Labor-Management Reporting and Disclosure Act of 1959, as Amended
Author :
Publisher :
Page : 32 pages
File Size : 48,56 MB
Release : 1999
Category : Labor laws and legislation
ISBN :
Author :
Publisher :
Page : 32 pages
File Size : 48,56 MB
Release : 1999
Category : Labor laws and legislation
ISBN :
Author : G. William Domhoff
Publisher : Touchstone
Page : 244 pages
File Size : 46,85 MB
Release : 1986
Category : History
ISBN :
The author is convinced that there is a ruling class in America today. He examines the American power structure as it has developed in the 1980s. He presents systematic, empirical evidence that a fixed group of privileged people dominates the American economy and government. The book demonstrates that an upper class comprising only one-half of one percent of the population occupies key positions within the corporate community. It shows how leaders within this "power elite" reach government and dominate it through processes of special-interest lobbying, policy planning and candidate selection. It is written not to promote any political ideology, but to analyze our society with accuracy.
Author : United States
Publisher :
Page : 1192 pages
File Size : 15,44 MB
Release : 1989
Category : Law
ISBN :
Author : David Witwer
Publisher : The New Press
Page : 303 pages
File Size : 35,64 MB
Release : 2020-05-05
Category : Political Science
ISBN : 1620974649
The thrilling and true account of racketeering and union corruption in mid-century New York, when unions and the mob were locked in a power struggle that reverberates to this day In 1949, in New York City's crowded Garment District, a union organizer named William Lurye was stabbed to death by a mob assassin. Through the lens of this murder case, prize-winning authors David Witwer and Catherine Rios explore American labor history at its critical turning point, drawing on FBI case files and the private papers of investigative journalists who first broke the story. A narrative that originates in the garment industry of mid-century New York, which produced over 80 percent of the nation's dresses at the time, Murder in the Garment District quickly moves to a national stage, where congressional anti-corruption hearings gripped the nation and forever tainted the reputation of American unions.

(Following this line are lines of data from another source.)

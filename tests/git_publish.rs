//! Publishes through the real `git` binary into a bare repository on disk.
//! Every test is a no-op when `git` is not installed.

use std::cell::Cell;
use std::fs;
use std::path::{Path, PathBuf};
use std::process::Command;
use std::time::Duration;

use chrono::{TimeZone, Utc};
use pricescout::core::model::PriceObservation;
use pricescout::core::publish::{PublishTarget, Publisher};
use pricescout::core::remote::RemoteRepo;
use pricescout::core::snapshot::Snapshot;
use pricescout::core::vcs::{CommitIdentity, GitCli, VcsClient, VcsResult};
use pricescout::core::workspace::WorkspaceManager;
use tempfile::{TempDir, tempdir};
use url::Url;

fn git_available() -> bool {
    Command::new("git")
        .arg("--version")
        .output()
        .map(|o| o.status.success())
        .unwrap_or(false)
}

fn git(dir: &Path, args: &[&str]) -> String {
    let output = Command::new("git")
        .args([
            "-c",
            "user.name=seed",
            "-c",
            "user.email=seed@example.com",
            "-c",
            "commit.gpgsign=false",
        ])
        .args(args)
        .current_dir(dir)
        .env("GIT_TERMINAL_PROMPT", "0")
        .output()
        .expect("run git");
    assert!(
        output.status.success(),
        "git {args:?} failed: {}",
        String::from_utf8_lossy(&output.stderr)
    );
    String::from_utf8_lossy(&output.stdout).trim().to_string()
}

fn path_str(path: &Path) -> &str {
    path.to_str().expect("utf-8 temp path")
}

/// Bare repository with one seed commit on `main`.
struct Fixture {
    tmp: TempDir,
    remote: PathBuf,
}

impl Fixture {
    fn new() -> Self {
        let tmp = tempdir().expect("tempdir");
        let remote = tmp.path().join("remote.git");
        git(tmp.path(), &["init", "--quiet", "--bare", path_str(&remote)]);
        git(&remote, &["symbolic-ref", "HEAD", "refs/heads/main"]);

        let seed = tmp.path().join("seed");
        git(tmp.path(), &["init", "--quiet", path_str(&seed)]);
        git(&seed, &["checkout", "--quiet", "-b", "main"]);
        fs::write(seed.join("README.md"), "price snapshots\n").expect("write readme");
        git(&seed, &["add", "README.md"]);
        git(&seed, &["commit", "--quiet", "-m", "seed"]);
        git(&seed, &["push", "--quiet", path_str(&remote), "main"]);

        Self { tmp, remote }
    }

    fn remote_repo(&self) -> RemoteRepo {
        let url = Url::from_directory_path(&self.remote).expect("file url");
        RemoteRepo::parse(url.as_str()).expect("remote")
    }

    fn work_root(&self) -> PathBuf {
        self.tmp.path().join("work")
    }

    fn commit_count(&self, branch: &str) -> usize {
        git(&self.remote, &["rev-list", "--count", branch])
            .parse()
            .expect("count")
    }

    fn show(&self, branch: &str, path: &str) -> String {
        git(&self.remote, &["show", &format!("{branch}:{path}")])
    }

    /// Lands a commit on `main` from an unrelated clone.
    fn push_rival_commit(&self) {
        let rival = self.tmp.path().join("rival");
        git(self.tmp.path(), &["clone", "--quiet", path_str(&self.remote), path_str(&rival)]);
        fs::write(rival.join("rival.txt"), "someone else\n").expect("write rival");
        git(&rival, &["add", "rival.txt"]);
        git(&rival, &["commit", "--quiet", "-m", "rival"]);
        git(&rival, &["push", "--quiet", "origin", "main"]);
    }
}

fn snapshot(seconds: u32) -> Snapshot {
    let at = Utc
        .with_ymd_and_hms(2026, 3, 1, 12, 0, seconds)
        .single()
        .expect("valid timestamp");
    let obs = vec![
        PriceObservation::new("milk", "Whole Milk 1L", 1.99, "1L", "Store A", "https://a.example/p/1", at),
        PriceObservation::new("bread", "Rye Bread", 3.25, "500g", "Store B", "https://b.example/p/2", at),
    ];
    Snapshot::new(obs, at)
}

fn identity() -> CommitIdentity {
    CommitIdentity {
        name: "prices-bot".to_string(),
        email: "prices-bot@example.com".to_string(),
    }
}

fn target(fixture: &Fixture, branch: &str) -> PublishTarget {
    PublishTarget {
        remote: fixture.remote_repo(),
        branch: branch.to_string(),
        path_prefix: "data".to_string(),
    }
}

fn git_cli() -> GitCli {
    GitCli::new(Duration::from_secs(60))
}

#[test]
fn snapshot_lands_on_remote_branch() {
    if !git_available() {
        eprintln!("skipping: git not installed");
        return;
    }
    let fixture = Fixture::new();
    let vcs = git_cli();
    let workspaces = WorkspaceManager::new(&vcs, fixture.work_root(), identity());
    let snap = snapshot(0);
    let expected = String::from_utf8(snap.to_canonical_json().expect("json")).expect("utf-8");

    let report = Publisher::new(&vcs, workspaces, target(&fixture, "main"), None)
        .publish(snap)
        .expect("publish");

    assert!(report.committed);
    assert_eq!(report.path, "data/pricing_data_20260301_120000_000000.json");
    assert!(report.url.ends_with("/remote/blob/main/data/pricing_data_20260301_120000_000000.json"));
    assert_eq!(fixture.commit_count("main"), 2);
    assert_eq!(fixture.show("main", &report.path), expected.trim_end());
    assert_eq!(
        git(&fixture.remote, &["log", "-1", "--format=%s|%an", "main"]),
        "Update pricing data - 20260301_120000_000000|prices-bot"
    );
    let leftover = fs::read_dir(fixture.work_root()).expect("work root").count();
    assert_eq!(leftover, 0, "workspace must be removed");
}

#[test]
fn republishing_identical_snapshot_adds_no_commit() {
    if !git_available() {
        eprintln!("skipping: git not installed");
        return;
    }
    let fixture = Fixture::new();
    let vcs = git_cli();

    let first = Publisher::new(
        &vcs,
        WorkspaceManager::new(&vcs, fixture.work_root(), identity()),
        target(&fixture, "main"),
        None,
    )
    .publish(snapshot(1))
    .expect("first publish");
    assert!(first.committed);
    let after_first = fixture.commit_count("main");

    let second = Publisher::new(
        &vcs,
        WorkspaceManager::new(&vcs, fixture.work_root(), identity()),
        target(&fixture, "main"),
        None,
    )
    .publish(snapshot(1))
    .expect("second publish");

    assert!(!second.committed);
    assert_eq!(second.url, first.url);
    assert_eq!(fixture.commit_count("main"), after_first);
}

#[test]
fn missing_branch_is_created_on_remote() {
    if !git_available() {
        eprintln!("skipping: git not installed");
        return;
    }
    let fixture = Fixture::new();
    let vcs = git_cli();
    let workspaces = WorkspaceManager::new(&vcs, fixture.work_root(), identity());

    let report = Publisher::new(&vcs, workspaces, target(&fixture, "prices-nightly"), None)
        .publish(snapshot(2))
        .expect("publish to new branch");

    assert!(report.url.contains("/blob/prices-nightly/"));
    assert_eq!(fixture.commit_count("prices-nightly"), 2);
    assert_eq!(fixture.commit_count("main"), 1);
}

/// Lets a rival commit land on the remote right before the first push.
struct RacingGit<'a> {
    inner: GitCli,
    fixture: &'a Fixture,
    raced: Cell<bool>,
}

impl VcsClient for RacingGit<'_> {
    fn clone_branch_shallow(&self, remote: &str, branch: &str, dest: &Path) -> VcsResult<()> {
        self.inner.clone_branch_shallow(remote, branch, dest)
    }

    fn clone_full(&self, remote: &str, dest: &Path) -> VcsResult<()> {
        self.inner.clone_full(remote, dest)
    }

    fn checkout(&self, dir: &Path, branch: &str) -> VcsResult<()> {
        self.inner.checkout(dir, branch)
    }

    fn create_branch(&self, dir: &Path, branch: &str) -> VcsResult<()> {
        self.inner.create_branch(dir, branch)
    }

    fn set_identity(&self, dir: &Path, identity: &CommitIdentity) -> VcsResult<()> {
        self.inner.set_identity(dir, identity)
    }

    fn add(&self, dir: &Path, path: &str) -> VcsResult<()> {
        self.inner.add(dir, path)
    }

    fn has_changes(&self, dir: &Path) -> VcsResult<bool> {
        self.inner.has_changes(dir)
    }

    fn commit(&self, dir: &Path, message: &str) -> VcsResult<()> {
        self.inner.commit(dir, message)
    }

    fn push(&self, dir: &Path, branch: &str) -> VcsResult<()> {
        if !self.raced.replace(true) {
            self.fixture.push_rival_commit();
        }
        self.inner.push(dir, branch)
    }

    fn pull_rebase(&self, dir: &Path, branch: &str) -> VcsResult<()> {
        self.inner.pull_rebase(dir, branch)
    }
}

#[test]
fn concurrent_writer_is_absorbed_by_one_rebase() {
    if !git_available() {
        eprintln!("skipping: git not installed");
        return;
    }
    let fixture = Fixture::new();
    let vcs = RacingGit {
        inner: git_cli(),
        fixture: &fixture,
        raced: Cell::new(false),
    };
    let workspaces = WorkspaceManager::new(&vcs, fixture.work_root(), identity());

    let report = Publisher::new(&vcs, workspaces, target(&fixture, "main"), None)
        .publish(snapshot(3))
        .expect("publish after rebase");

    assert!(report.retried);
    assert_eq!(fixture.commit_count("main"), 3);
    assert_eq!(fixture.show("main", "rival.txt"), "someone else");
    assert!(fixture.show("main", &report.path).contains("\"Rye Bread\""));
}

Replete with elements of a true-crime thriller, Murder in the Garment District includes a riveting cast of characters, from wheeling and dealing union president David Dubinsky to the notorious gangster Abe Chait and the crusading Robert F. Kennedy, whose public duel with Jimmy Hoffa became front-page news. Deeply researched and grounded in the street-level events that put people's lives and livelihoods at stake, Murder in the Garment District is destined to become a classic work of history—one that also explains the current troubled state of unions in America.
Author :
Publisher :
Page : 44 pages
File Size : 25,74 MB
Release : 1987
Category : Labor unions
ISBN :
Author : Morgan O. Reynolds
Publisher :
Page : 320 pages
File Size : 10,75 MB
Release : 1984
Category : Business & Economics
ISBN :
"A Manhattan Institute for Policy Research book."Includes index. Bibliography: p. 276-301.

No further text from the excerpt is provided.